Picture a small lake with sunshine dancing on the surface of the water. Or picture ten petrol tankers proceeding along the slow lane of  a motorway. What you are also seeing is how much beer I have drunk in my life. Gallons of the stuff.

My relationship with beer began in "The Hare and Hounds" public house in the village of my birth. At fifteen going on sixteen I drank brown ale with a dash of blackcurrant.  Yuk! But before too long I advanced to traditional bitter.

In the past, when you entered a pub in Yorkshire there were really only two sorts of beer you could order - bitter or mild. You could visit any pub in the country and simply ask for "a pint of bitter" and the barman or barmaid would pull your pint with no further questions asked.

Nowadays it's different. If you go into a pub and say "A pint of bitter please" the staff behind the bar will be confused. Sometimes they will say, "Which bitter?" and in other pubs - especially Down South they may not even know what you mean by "bitter"! Crazy.
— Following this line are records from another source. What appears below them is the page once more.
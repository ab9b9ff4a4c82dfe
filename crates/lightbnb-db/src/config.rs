//! # Database Configuration
//!
//! Pool settings built either in code (builder methods) or from the
//! environment.
//!
//! ## Environment Variables
//! | Variable                           | Default          |
//! |------------------------------------|------------------|
//! | `LIGHTBNB_DB_PATH`                 | `./lightbnb.db`  |
//! | `LIGHTBNB_DB_MAX_CONNECTIONS`      | `5`              |
//! | `LIGHTBNB_DB_CONNECT_TIMEOUT_SECS` | `30`             |
//! | `LIGHTBNB_RUN_MIGRATIONS`          | `true`           |

use std::env;
use std::path::PathBuf;
use std::str::FromStr;
use std::time::Duration;

pub const ENV_DB_PATH: &str = "LIGHTBNB_DB_PATH";
pub const ENV_MAX_CONNECTIONS: &str = "LIGHTBNB_DB_MAX_CONNECTIONS";
pub const ENV_CONNECT_TIMEOUT_SECS: &str = "LIGHTBNB_DB_CONNECT_TIMEOUT_SECS";
pub const ENV_RUN_MIGRATIONS: &str = "LIGHTBNB_RUN_MIGRATIONS";

const DEFAULT_DB_PATH: &str = "./lightbnb.db";

/// Database configuration.
///
/// ## Example
/// ```rust
/// use lightbnb_db::DbConfig;
///
/// let config = DbConfig::new("./data/lightbnb.db")
///     .max_connections(10)
///     .min_connections(2);
/// assert_eq!(config.max_connections, 10);
/// ```
#[derive(Debug, Clone)]
pub struct DbConfig {
    /// Path to the SQLite database file.
    pub database_path: PathBuf,

    /// Maximum number of connections in the pool.
    /// Default: 5
    pub max_connections: u32,

    /// Minimum number of connections to keep alive.
    /// Default: 1
    pub min_connections: u32,

    /// How long to wait for a free connection.
    /// Default: 30 seconds
    pub connect_timeout: Duration,

    /// Idle timeout before closing a connection.
    /// Default: 10 minutes
    pub idle_timeout: Duration,

    /// Whether to run migrations on connect.
    /// Default: true
    pub run_migrations: bool,
}

impl DbConfig {
    /// Creates a configuration for the database file at `path`.
    /// The file is created if it doesn't exist.
    pub fn new(path: impl Into<PathBuf>) -> Self {
        DbConfig {
            database_path: path.into(),
            max_connections: 5,
            min_connections: 1,
            connect_timeout: Duration::from_secs(30),
            idle_timeout: Duration::from_secs(600),
            run_migrations: true,
        }
    }

    /// Creates an isolated in-memory database configuration (for tests).
    pub fn in_memory() -> Self {
        DbConfig {
            database_path: PathBuf::from(":memory:"),
            max_connections: 1, // In-memory requires single connection
            min_connections: 1,
            connect_timeout: Duration::from_secs(5),
            idle_timeout: Duration::from_secs(60),
            run_migrations: true,
        }
    }

    /// Loads configuration from `LIGHTBNB_*` environment variables,
    /// falling back to defaults for anything unset.
    pub fn from_env() -> Result<Self, ConfigError> {
        Self::from_lookup(|key| env::var(key).ok())
    }

    /// Same as [`DbConfig::from_env`] with an injectable variable source.
    pub fn from_lookup<F>(lookup: F) -> Result<Self, ConfigError>
    where
        F: Fn(&str) -> Option<String>,
    {
        let path = lookup(ENV_DB_PATH).unwrap_or_else(|| DEFAULT_DB_PATH.to_string());
        let mut config = DbConfig::new(path);

        if let Some(max) = parse_var::<u32, _>(&lookup, ENV_MAX_CONNECTIONS)? {
            if max == 0 {
                return Err(ConfigError::InvalidValue(ENV_MAX_CONNECTIONS.to_string()));
            }
            config = config.max_connections(max);
        }

        if let Some(secs) = parse_var::<u64, _>(&lookup, ENV_CONNECT_TIMEOUT_SECS)? {
            config = config.connect_timeout(Duration::from_secs(secs));
        }

        if let Some(run) = parse_var::<bool, _>(&lookup, ENV_RUN_MIGRATIONS)? {
            config = config.run_migrations(run);
        }

        Ok(config)
    }

    /// Sets the maximum number of connections.
    pub fn max_connections(mut self, max: u32) -> Self {
        self.max_connections = max;
        self.min_connections = self.min_connections.min(max);
        self
    }

    /// Sets the minimum number of connections.
    pub fn min_connections(mut self, min: u32) -> Self {
        self.min_connections = min;
        self
    }

    /// Sets the connection timeout.
    pub fn connect_timeout(mut self, timeout: Duration) -> Self {
        self.connect_timeout = timeout;
        self
    }

    /// Sets whether to run migrations on connect.
    pub fn run_migrations(mut self, run: bool) -> Self {
        self.run_migrations = run;
        self
    }

    pub(crate) fn is_in_memory(&self) -> bool {
        self.database_path.as_os_str() == ":memory:"
    }
}

fn parse_var<T, F>(lookup: &F, key: &str) -> Result<Option<T>, ConfigError>
where
    T: FromStr,
    F: Fn(&str) -> Option<String>,
{
    match lookup(key) {
        None => Ok(None),
        Some(raw) => raw
            .trim()
            .parse()
            .map(Some)
            .map_err(|_| ConfigError::InvalidValue(key.to_string())),
    }
}

/// Configuration error types.
#[derive(Debug, thiserror::Error)]
pub enum ConfigError {
    #[error("Invalid value for {0}")]
    InvalidValue(String),
}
In the late sixties a pint of bitter would cost you around one shilling and sixpence - or 12½ new pence. Today in my local pub a pint of bitter costs £3.60 which is around twenty eight times more. If I could retrieve all of the money I have spent on beer I could purchase a brand new luxury car.

When I pause to reflect upon it, I could devote several blogposts to beer. Mostly it has been a friend to me, something that has lubricated many happy times. I have drunk it from South Africa to Fiji and from Washington State to Alloa in Clackmannanshire. I have drunk in several "Red Lions", "The Foaming Quart", "The Black Boy", "The Farmer's Arms", "The Nag's Head", "The John Snow" and a thousand other pubs and hotels.

Mostly beer has been a friend but in my youth it  occasionally  led me into bad behaviour and bad situations. There are several things that happened which even to this day I am reluctant to recount. Please don't ask. Let sleeping dogs lie I say. I can still hear them snoring away.

All English pubs are closed right now as we proceed through Lockdown Mark II.  For some reason, I  decided not to have any beer   during this particular lockdown. I had my last three pints  the night before it started. Two pints of "John Smith's Best Bitter" and a pint of "London Pride" in "The Robin Hood". That was on  November 4th. 

Ten days without beer.  It's not been too hard so far. After all, I  mostly associate beer with pubs, other beer drinkers and pub conversations.  Avoiding beer will help me to lose a little weight and give my liver a well-deserved rest but this wasn't a conscious and properly articulated decision. I just drifted into not drinking beer. I expect that when Lockdown Mark II is over I will hook up with my old friend again. After all, we have come so far together.